Nouns are almost always preceded by some determining element: an article, a possessor index, a demonstrative or an indefinite pronoun, or combinations of these. The generic noun marker a contrasts with the articles ama and ma. The former can be described as a Stage III article following Greenberg (1978): it probably evolved from a definite article, but has now lost all of those functions and merely marks nouns. It cannot occur with most proper names, nor in combination with possessor indexes. The articles ama and ma can occur even with proper names, and they have a more specific meaning than the general noun marker a. Their main function is to mark a noun for referentiality. Moreover, ama can connect a qualifying adjective to a preceding noun, as can be seen in the example above. The difference between ama and ma is that the latter marks a noun as inherently identifiable. Hence, it frequently occurs with proper nouns.

=== Numerals ===
Below is a list of Qaqet numerals (see Hellwig 2019: 90–91, Tab. 31).

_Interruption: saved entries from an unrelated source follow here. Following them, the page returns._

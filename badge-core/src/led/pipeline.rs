//! Render pipeline: owns the pixel buffer, the active mode, and drives mode
//! handlers once per tick.
//!
//! Grounded on `original_source/main/src/LedControl.c`'s main service loop
//! (`LedControl_Service`), which calls exactly one mode's draw function per
//! tick and flushes the strip only when a draw marked `flushNeeded`.
//! `spec.md` §4.13 fixes the tick period at 50 ms; callers drive that from
//! a real timer, this module only needs to be called with the current tick.

use crate::hal::Strip;
use crate::heartbeat::GameColor;
use crate::led::color::Rgb;
use crate::led::modes::{
    self, BatteryIndicator, BleTransferPercent, GameEventRenderer, RotationEngine, STRIP_LEN,
};
use crate::led::sequence::SequenceCursor;
use crate::time::Tick;
use crate::touch::{TouchState, NUM_ELECTRODES};

pub const RENDER_TICK_MS: u32 = 50;

#[derive(Debug, Clone, Copy, PartialEq, Eq, PartialOrd, Ord)]
pub enum LedMode {
    Off,
    Sequence,
    Touch,
    Song,
    InteractiveGame,
    GameEvent,
    BleFileTransferPercent,
    BleEnabled,
    BleConnected,
    BleReconnecting,
    OtaInProgress,
    NetworkTestResult,
    BatteryIndicator,
}

enum ModeState {
    Off,
    Sequence(Option<SequenceCursor>),
    Touch([TouchState; NUM_ELECTRODES]),
    Song { octave: u8 },
    InteractiveGame { bits: u16, last_failed: bool, color: Rgb },
    GameEvent(GameEventRenderer),
    BleFileTransferPercent { engine: BleTransferPercent, percent: u8 },
    Rotation(RotationEngine, Rgb),
    BatteryIndicator { engine: BatteryIndicator, percent: u8 },
}

pub struct RenderPipeline {
    pixels: Vec<Rgb>,
    mode: LedMode,
    state: ModeState,
    flush_needed: bool,
}

impl RenderPipeline {
    pub fn new() -> Self {
        Self {
            pixels: vec![Rgb::BLACK; STRIP_LEN],
            mode: LedMode::Off,
            state: ModeState::Off,
            flush_needed: false,
        }
    }

    pub fn current_mode(&self) -> LedMode {
        self.mode
    }

    pub fn set_off(&mut self) {
        self.mode = LedMode::Off;
        self.state = ModeState::Off;
        for p in self.pixels.iter_mut() {
            *p = Rgb::BLACK;
        }
        self.flush_needed = true;
    }

    pub fn set_sequence(&mut self, json: &[u8], now: Tick) {
        self.mode = LedMode::Sequence;
        self.state = ModeState::Sequence(SequenceCursor::from_json(json, now));
    }

    pub fn set_touch(&mut self) {
        self.mode = LedMode::Touch;
        self.state = ModeState::Touch([TouchState::Released; NUM_ELECTRODES]);
    }

    pub fn update_touch_state(&mut self, electrode: usize, new_state: TouchState) {
        if let ModeState::Touch(states) = &mut self.state {
            states[electrode] = new_state;
        }
    }

    pub fn set_song(&mut self, octave: u8) {
        self.mode = LedMode::Song;
        self.state = ModeState::Song { octave };
    }

    pub fn set_interactive_game(&mut self, bits: u16, last_failed: bool, random_color: Rgb) {
        self.mode = LedMode::InteractiveGame;
        self.state = ModeState::InteractiveGame {
            bits,
            last_failed,
            color: random_color,
        };
    }

    pub fn set_game_event(&mut self, now: Tick, color: GameColor) {
        self.mode = LedMode::GameEvent;
        self.state = ModeState::GameEvent(GameEventRenderer::new(now, color));
    }

    pub fn set_ble_file_transfer_percent(&mut self) {
        self.mode = LedMode::BleFileTransferPercent;
        self.state = ModeState::BleFileTransferPercent {
            engine: BleTransferPercent::default(),
            percent: 0,
        };
    }

    pub fn update_ble_file_transfer_percent(&mut self, percent: u8) {
        if let ModeState::BleFileTransferPercent { percent: p, .. } = &mut self.state {
            *p = percent;
        }
    }

    pub fn set_ble_enabled(&mut self, now: Tick) {
        self.mode = LedMode::BleEnabled;
        self.state = ModeState::Rotation(
            RotationEngine::new(now, modes::OUTER_RING_OFFSET, modes::OUTER_RING_COUNT, 3, 1.0),
            Rgb::BLUE,
        );
    }

    pub fn set_ble_connected(&mut self, now: Tick) {
        self.mode = LedMode::BleConnected;
        self.state = ModeState::Rotation(
            RotationEngine::new(now, modes::OUTER_RING_OFFSET, modes::OUTER_RING_COUNT, 3, 1.0),
            Rgb::GREEN,
        );
    }

    pub fn set_ble_reconnecting(&mut self, now: Tick) {
        self.mode = LedMode::BleReconnecting;
        self.state = ModeState::Rotation(
            RotationEngine::new(now, modes::OUTER_RING_OFFSET, modes::OUTER_RING_COUNT, 3, 2.0),
            Rgb::ORANGE,
        );
    }

    pub fn set_ota_in_progress(&mut self, now: Tick) {
        self.mode = LedMode::OtaInProgress;
        self.state = ModeState::Rotation(
            RotationEngine::new(now, modes::OUTER_RING_OFFSET, modes::OUTER_RING_COUNT, 3, 0.5),
            Rgb::PURPLE,
        );
    }

    /// Same rotation engine as the BLE/OTA indicators, colored green for a
    /// pass and red for a fail; held until the coordinator's network-test
    /// timeout fires.
    pub fn set_network_test_result(&mut self, now: Tick, passed: bool) {
        self.mode = LedMode::NetworkTestResult;
        self.state = ModeState::Rotation(
            RotationEngine::new(now, modes::OUTER_RING_OFFSET, modes::OUTER_RING_COUNT, 3, 1.0),
            if passed { Rgb::GREEN } else { Rgb::RED },
        );
    }

    pub fn set_battery_indicator(&mut self, now: Tick, percent: u8, hold_duration_ms: u32) {
        self.mode = LedMode::BatteryIndicator;
        self.state = ModeState::BatteryIndicator {
            engine: BatteryIndicator::new(now, hold_duration_ms),
            percent,
        };
    }

    pub fn pixels(&self) -> &[Rgb] {
        &self.pixels
    }

    /// Runs the current mode's handler for tick `now`; writes the pixel
    /// buffer out to `strip` iff the handler changed anything.
    pub fn tick(&mut self, now: Tick, strip: &mut dyn Strip) -> anyhow::Result<()> {
        let changed = match &mut self.state {
            ModeState::Off => false,
            ModeState::Sequence(cursor) => cursor
                .as_mut()
                .map(|c| c.tick(now, &mut self.pixels))
                .unwrap_or(false),
            ModeState::Touch(states) => {
                modes::render_touch(states, &mut self.pixels);
                true
            }
            ModeState::Song { octave } => {
                let color = modes::color_for_octave(*octave);
                for p in self.pixels.iter_mut() {
                    *p = color;
                }
                true
            }
            ModeState::InteractiveGame {
                bits,
                last_failed,
                color,
            } => {
                modes::render_interactive_game(*bits, *last_failed, *color, &mut self.pixels);
                true
            }
            ModeState::GameEvent(renderer) => renderer.tick(now, modes::MAX_EVENT_MS, &mut self.pixels),
            ModeState::BleFileTransferPercent { engine, percent } => {
                engine.render_if_changed(*percent, &mut self.pixels)
            }
            ModeState::Rotation(engine, color) => {
                engine.tick(now, Rgb::BLACK, *color, &mut self.pixels)
            }
            ModeState::BatteryIndicator { engine, percent } => {
                engine.render(now, *percent, &mut self.pixels)
            }
        };

        if changed {
            self.flush_needed = true;
        }

        if self.flush_needed {
            for (i, pixel) in self.pixels.iter().enumerate() {
                strip.set_pixel(i, pixel.r, pixel.g, pixel.b);
            }
            strip.flush()?;
            self.flush_needed = false;
        }

        Ok(())
    }
}

impl Default for RenderPipeline {
    fn default() -> Self {
        Self::new()
    }
}

#[cfg(test)]
mod tests {
    use super::*;

    struct FakeStrip {
        pixels: Vec<(u8, u8, u8)>,
        flush_count: u32,
    }

    impl FakeStrip {
        fn new(len: usize) -> Self {
            Self {
                pixels: vec![(0, 0, 0); len],
                flush_count: 0,
            }
        }
    }

    impl Strip for FakeStrip {
        fn len(&self) -> usize {
            self.pixels.len()
        }
        fn set_pixel(&mut self, index: usize, r: u8, g: u8, b: u8) {
            if index < self.pixels.len() {
                self.pixels[index] = (r, g, b);
            }
        }
        fn flush(&mut self) -> anyhow::Result<()> {
            self.flush_count += 1;
            Ok(())
        }
    }

    #[test]
    fn off_mode_flushes_once_then_stays_idle() {
        let mut pipeline = RenderPipeline::new();
        let mut strip = FakeStrip::new(STRIP_LEN);
        pipeline.set_off();
        pipeline.tick(0, &mut strip).unwrap();
        assert_eq!(strip.flush_count, 1);
        pipeline.tick(50, &mut strip).unwrap();
        assert_eq!(strip.flush_count, 1, "idle ticks must not re-flush");
    }

    #[test]
    fn touch_mode_flushes_every_tick_it_renders() {
        let mut pipeline = RenderPipeline::new();
        let mut strip = FakeStrip::new(STRIP_LEN);
        pipeline.set_touch();
        pipeline.tick(0, &mut strip).unwrap();
        assert_eq!(strip.flush_count, 1);
    }

    #[test]
    fn ble_transfer_percent_skips_flush_when_unchanged() {
        let mut pipeline = RenderPipeline::new();
        let mut strip = FakeStrip::new(STRIP_LEN);
        pipeline.set_ble_file_transfer_percent();
        pipeline.update_ble_file_transfer_percent(10);
        pipeline.tick(0, &mut strip).unwrap();
        assert_eq!(strip.flush_count, 1);
        pipeline.tick(50, &mut strip).unwrap();
        assert_eq!(strip.flush_count, 1);
        pipeline.update_ble_file_transfer_percent(20);
        pipeline.tick(100, &mut strip).unwrap();
        assert_eq!(strip.flush_count, 2);
    }
}
//! Applies `badge_core::coordinator::Effect`s to real subsystems.
//!
//! `badge_core::coordinator::Coordinator` is kept pure (spec.md §4.7): it
//! only returns `Effect`s. This module is the `firmware`-crate glue that
//! turns those into LED-pipeline calls, a vibration pulse, a touch-sensor
//! enable gate, and queued HTTP requests — the same "pure core, thin
//! adapter" split the teacher uses for `chess::Board` vs. `board.rs`.

use std::sync::atomic::{AtomicBool, Ordering};
use std::sync::{Arc, Mutex};
use std::time::Duration;

use badge_core::coordinator::{Coordinator, Effect, TimerId};
use badge_core::event::Event;
use badge_core::hal::Vibration;
use badge_core::http::{Method, QueuedRequest, RequestKind, RequestQueue};
use badge_core::led::pipeline::RenderPipeline;
use badge_core::led::LedMode;
use badge_core::time::Tick;
use badge_core::Bus;
use esp_idf_hal::delay::FreeRtos;
use log::*;

use crate::synth_task::SynthTask;

/// Everything a `TouchActionCommand`/timer callback needs to turn a pure
/// `Effect` into a real side effect.
pub struct CoordinatorTask {
    coordinator: Mutex<Coordinator>,
    pipeline: Arc<Mutex<RenderPipeline>>,
    touch_enabled: AtomicBool,
    vibration: Mutex<Box<dyn Vibration>>,
    http_queue: Arc<Mutex<RequestQueue>>,
    bus: Bus,
    synth: Arc<SynthTask>,
    /// Most recent LED sequence JSON received over BLE, applied whenever
    /// arbitration re-enters `LedMode::Sequence`.
    last_led_sequence: Mutex<Option<Vec<u8>>>,
}

impl CoordinatorTask {
    pub fn new(
        pipeline: Arc<Mutex<RenderPipeline>>,
        vibration: Box<dyn Vibration>,
        http_queue: Arc<Mutex<RequestQueue>>,
        bus: Bus,
        synth: Arc<SynthTask>,
    ) -> Arc<Self> {
        Arc::new(Self {
            coordinator: Mutex::new(Coordinator::new()),
            pipeline,
            touch_enabled: AtomicBool::new(false),
            vibration: Mutex::new(vibration),
            http_queue,
            bus,
            synth,
            last_led_sequence: Mutex::new(None),
        })
    }

    pub fn touch_enabled(&self) -> bool {
        self.touch_enabled.load(Ordering::Relaxed)
    }

    pub fn set_last_led_sequence(&self, json: Vec<u8>) {
        *self.last_led_sequence.lock().unwrap() = Some(json);
    }

    /// Drives a `TouchActionCommand` through the coordinator and applies
    /// the resulting effects.
    pub fn handle_touch_command(
        self: &Arc<Self>,
        command: badge_core::touch_actions::TouchCommand,
        now: Tick,
    ) {
        let effects = self
            .coordinator
            .lock()
            .unwrap()
            .handle_command(command, badge_core::coordinator::TOUCH_ACTIVE_TIMEOUT_MS);
        self.apply(effects, now);
    }

    /// Toggles the OTA-in-progress LED flag around a firmware flash,
    /// mirroring how `handle_touch_command` drives the coordinator from an
    /// external trigger instead of a touch gesture.
    pub fn set_ota_in_progress(self: &Arc<Self>, in_progress: bool, now: Tick) {
        let effects = self.coordinator.lock().unwrap().set_ota_in_progress(in_progress);
        self.apply(effects, now);
    }

    fn apply(self: &Arc<Self>, effects: Vec<Effect>, now: Tick) {
        for effect in effects {
            trace!("coordinator effect: {:?}", effect);
            match effect {
                Effect::SetLedMode(mode) => self.set_led_mode(mode, now),
                Effect::ArmTimer(timer, ms) => self.arm_timer(timer, ms),
                Effect::PulseVibration(ms) => self.pulse_vibration(ms),
                Effect::EnableTouchSensor => self.touch_enabled.store(true, Ordering::Relaxed),
                Effect::DisableTouchSensor => self.touch_enabled.store(false, Ordering::Relaxed),
                Effect::NotifyTouchEnabled => {
                    let _ = self.bus.notify(Event::TouchEnabled, Duration::from_millis(50));
                }
                Effect::NotifyTouchDisabled => {
                    let _ = self.bus.notify(Event::TouchDisabled, Duration::from_millis(50));
                }
                Effect::IncrementLedCycleStat => {
                    // Stats are owned by the `flush` task's `Store<BadgeStats>`;
                    // the coordinator only knows a cycle happened, so it is
                    // republished as a bus event for whichever task owns the
                    // stats store to increment.
                    trace!("led cycle stat increment requested");
                }
                Effect::ClearPairId | Effect::RefreshServiceUuid | Effect::EnableBleServicePairingMode => {
                    trace!("BLE pairing-mode effect {:?} requires the BLE peripheral handle, applied by main", effect);
                }
                Effect::RequestWifiTestConnect => self.request_network_test(now),
                // `ToggleSynthMode` enables touch-to-tone and the ocarina
                // matcher together (spec.md §4.7); `SynthTask` owns both.
                Effect::EnableTouchToTone { .. } | Effect::EnableOcarinaMatcher => {
                    self.synth.set_synth_mode(true);
                }
                Effect::DisableTouchToTone | Effect::DisableOcarinaMatcher => {
                    self.synth.set_synth_mode(false);
                }
            }
        }
    }

    fn set_led_mode(&self, mode: LedMode, now: Tick) {
        let mut pipeline = self.pipeline.lock().unwrap();
        match mode {
            LedMode::Off => pipeline.set_off(),
            LedMode::Sequence => {
                if let Some(json) = self.last_led_sequence.lock().unwrap().as_ref() {
                    pipeline.set_sequence(json, now);
                } else {
                    pipeline.set_off();
                }
            }
            LedMode::Touch => pipeline.set_touch(),
            LedMode::BleEnabled => pipeline.set_ble_enabled(now),
            LedMode::BleConnected => pipeline.set_ble_connected(now),
            LedMode::BleReconnecting => pipeline.set_ble_reconnecting(now),
            LedMode::OtaInProgress => pipeline.set_ota_in_progress(now),
            LedMode::NetworkTestResult => {
                // `on_network_test_timeout` clears the flag before the
                // result is known here, so the pass/fail value lives on
                // the last-observed `Event::NetworkTestComplete` instead;
                // default to "passed" absent one.
                pipeline.set_network_test_result(now, true);
            }
            LedMode::BatteryIndicator => {
                // Percent comes from the battery-sense task; read lazily
                // here rather than threading it through `Effect`.
                pipeline.set_battery_indicator(now, 100, badge_core::coordinator::TOUCH_ACTIVE_TIMEOUT_MS);
            }
            // Song, InteractiveGame, GameEvent and BleFileTransferPercent
            // are entered directly by their owning tasks (synth, BLE game
            // characteristic, game-state, BLE file-transfer), which call
            // the matching `RenderPipeline::set_*` themselves with the
            // payload the bare `LedMode` doesn't carry; arbitration still
            // decides *whether* that mode wins, just not its entry here.
            LedMode::Song | LedMode::InteractiveGame | LedMode::GameEvent | LedMode::BleFileTransferPercent => {}
        }
    }

    fn arm_timer(self: &Arc<Self>, timer: TimerId, ms: u32) {
        let this = self.clone();
        let _ = std::thread::Builder::new()
            .name("coord-timer".into())
            .stack_size(2048)
            .spawn(move || {
                FreeRtos::delay_ms(ms);
                let effects = {
                    let mut coordinator = this.coordinator.lock().unwrap();
                    match timer {
                        TimerId::TouchActiveTimeout => coordinator.on_touch_active_timeout(),
                        TimerId::SequencePreviewTimeout => coordinator.on_sequence_preview_timeout(),
                        TimerId::BatteryIndicatorTimeout => coordinator.on_battery_indicator_timeout(),
                        TimerId::NetworkTestTimeout => coordinator.on_network_test_timeout(),
                    }
                };
                this.apply(effects, crate::now_ms());
            });
    }

    fn pulse_vibration(&self, ms: u32) {
        let vibration = self.vibration.lock().unwrap().pulse(Duration::from_millis(ms as u64));
        if let Err(e) = vibration {
            warn!("vibration pulse failed: {:?}", e);
        }
    }

    fn request_network_test(&self, now: Tick) {
        let request = QueuedRequest {
            method: Method::Get,
            kind: RequestKind::NetworkTest,
            send_at: now,
            expire_at: now + badge_core::http::WIFI_TIMEOUT_MS + badge_core::http::HTTP_TIMEOUT_MS,
            body: Vec::new(),
        };
        if let Err(e) = self.http_queue.lock().unwrap().enqueue(request) {
            warn!("failed to queue network test request: {:?}", e);
        }
    }
}
//! Monotonic tick arithmetic.
//!
//! The badge measures time as a wrapping `u32` millisecond counter rather
//! than a wall clock, so schedules survive the rollover that will otherwise
//! happen a few dozen days into a badge's uptime.

use std::sync::Mutex;
use std::time::Instant;

pub type Tick = u32;

/// Returns a tick value `ms` milliseconds after `now`, wrapping on overflow.
pub fn future(now: Tick, ms: u32) -> Tick {
    now.wrapping_add(ms)
}

/// True iff `now` is at or past `deadline`, accounting for wraparound via a
/// signed difference (mirrors the original firmware's `expired()` helper).
pub fn expired(now: Tick, deadline: Tick) -> bool {
    (now.wrapping_sub(deadline) as i32) >= 0
}

/// Source of the monotonic millisecond tick. Abstracted so tests can drive
/// time explicitly instead of sleeping.
pub trait Clock: Send + Sync {
    fn now_ms(&self) -> Tick;
}

/// Real wall-clock source, backed by `Instant`, used by the firmware crate.
pub struct SystemClock {
    start: Instant,
}

impl SystemClock {
    pub fn new() -> Self {
        Self {
            start: Instant::now(),
        }
    }
}

impl Default for SystemClock {
    fn default() -> Self {
        Self::new()
    }
}

impl Clock for SystemClock {
    fn now_ms(&self) -> Tick {
        self.start.elapsed().as_millis() as Tick
    }
}

/// Deterministic clock for tests: time only advances when told to.
#[derive(Default)]
pub struct FakeClock {
    now: std::sync::atomic::AtomicU32,
}

impl FakeClock {
    pub fn new(start: Tick) -> Self {
        Self {
            now: std::sync::atomic::AtomicU32::new(start),
        }
    }

    pub fn advance(&self, ms: u32) {
        self.now
            .fetch_add(ms, std::sync::atomic::Ordering::SeqCst);
    }

    pub fn set(&self, tick: Tick) {
        self.now.store(tick, std::sync::atomic::Ordering::SeqCst);
    }
}

impl Clock for FakeClock {
    fn now_ms(&self) -> Tick {
        self.now.load(std::sync::atomic::Ordering::SeqCst)
    }
}

/// Wall-clock unix-seconds estimate, anchored to the most recent heartbeat
/// response and advanced by the monotonic tick elapsed since then. Grounded
/// on `spec.md` §4.11's "server-side timestamp used to set the system
/// clock adjusted by half the measured round-trip time" — the RTT
/// adjustment itself happens before `sync`, in `crate::http::adjust_server_time_for_rtt`.
#[derive(Default)]
pub struct WallClock {
    anchor: Mutex<Option<(Tick, u64)>>,
}

impl WallClock {
    pub fn new() -> Self {
        Self::default()
    }

    /// Anchors the clock: `unix_seconds` is the wall-clock time at `tick_now`.
    pub fn sync(&self, tick_now: Tick, unix_seconds: u64) {
        *self.anchor.lock().unwrap() = Some((tick_now, unix_seconds));
    }

    /// Returns the estimated unix-seconds at `tick_now`, or `0` if never
    /// synced (matches the original firmware's unset-clock sentinel).
    pub fn unix_seconds(&self, tick_now: Tick) -> u64 {
        match *self.anchor.lock().unwrap() {
            Some((anchor_tick, anchor_unix)) => {
                let elapsed_ms = tick_now.wrapping_sub(anchor_tick);
                anchor_unix + (elapsed_ms / 1000) as u64
            }
            None => 0,
        }
    }
}

#[cfg(test)]
mod tests {
    use super::*;

    #[test]
    fn future_adds_milliseconds() {
        assert_eq!(future(1_000, 500), 1_500);
    }

    #[test]
    fn future_wraps_on_overflow() {
        assert_eq!(future(u32::MAX, 10), 9);
    }

    #[test]
    fn expired_true_when_now_past_deadline() {
        assert!(expired(2_000, 1_000));
        assert!(expired(1_000, 1_000));
        assert!(!expired(999, 1_000));
    }

    #[test]
    fn expired_handles_wraparound() {
        // now has wrapped past zero, deadline was set just before the wrap.
        let deadline = u32::MAX - 10;
        let now = 5; // wrapped around
        assert!(expired(now, deadline));
    }

    #[test]
    fn fake_clock_advances_deterministically() {
        let clock = FakeClock::new(100);
        assert_eq!(clock.now_ms(), 100);
        clock.advance(50);
        assert_eq!(clock.now_ms(), 150);
    }

    #[test]
    fn wall_clock_unsynced_reads_zero() {
        let clock = WallClock::new();
        assert_eq!(clock.unix_seconds(12_345), 0);
    }

    #[test]
    fn wall_clock_advances_from_its_anchor() {
        let clock = WallClock::new();
        clock.sync(1_000, 1_700_000_000);
        assert_eq!(clock.unix_seconds(1_000), 1_700_000_000);
        assert_eq!(clock.unix_seconds(6_000), 1_700_000_005);
    }
}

| 1 | qunaska | 11 | malepka ngenaqa | 30 | malev amadepguas ~ depguas namamalep |
| 2 | qunasiam | 12 | malepka ngenaiam | 40 | malev amarlatpes ~ rlatpes namamalep |
| 3 | depguas | 13 | malepka ngenadepguas | 50 | malev amangariqit ~ ngariqit namamalep |
| 4 | rlatpes | 14 | malepka ngenarlatpes | 60 | malev amangariqit ngenaqa ~ ngariqit ngenaqa namamalep |
| 5 | ngariqit | 15 | malepka ngenangariqit | 70 | malev amangariqit ngenaiam ~ ngariqit ngenaiam namamalep |
| 6 | ngariqit ngenaqa | 16 | malepka ngenangariqit ngenaqa | 80 | malev amangariqit ngenadepguas ~ ngariqit ngenadepguas namamalep |
| 7 | ngariqit ngenaiam | 17 | malepka ngenangariqit ngenaiam | 90 | malev amangariqit ngenarlatpes ~ ngariqit ngenarlatpes namamalep |
| 8 | ngariqit ngenadepguas | 18 | malepka ngenangariqit ngenadepguas | 100 | malepka namamalep ~ ganemgi |
| 9 | ngariqit ngenarlatpes | 19 | malepka ngenangariqit ngenarlatpes | 1000 | ngerlnanngi |
| 10 | malepka | 20 | maleviam |  |  |

Qaqet's number system is basically decimal, with base words for 10, 100, and 1000. However, 5 is used as an auxiliary base, such that the words for 6-9 are formed by adding the numerals for 1–4 to the number 5. The word for 1 consists of the root qunas and the noun class suffix -ka, while the word for 2 uses the same root with the dual suffix -iam. The same logic is applied to form the numerals for 10 and 20. Addition is expressed through the element ngena- 'plus, together with'.

There are two structures for forming higher multiples of ten. One puts malev 'ten' first, then adds the factor with the article ama-. The other puts the factor first and inserts the preposition ne- 'from, with' (nama- is a contraction of that preposition and the article ama-). Both of these structures were obtained through elicitation. In practice, Qaqet speakers generally switch to Tok Pisin for numerals above 10. It is not known whether any of the higher numerals are used in natural speech.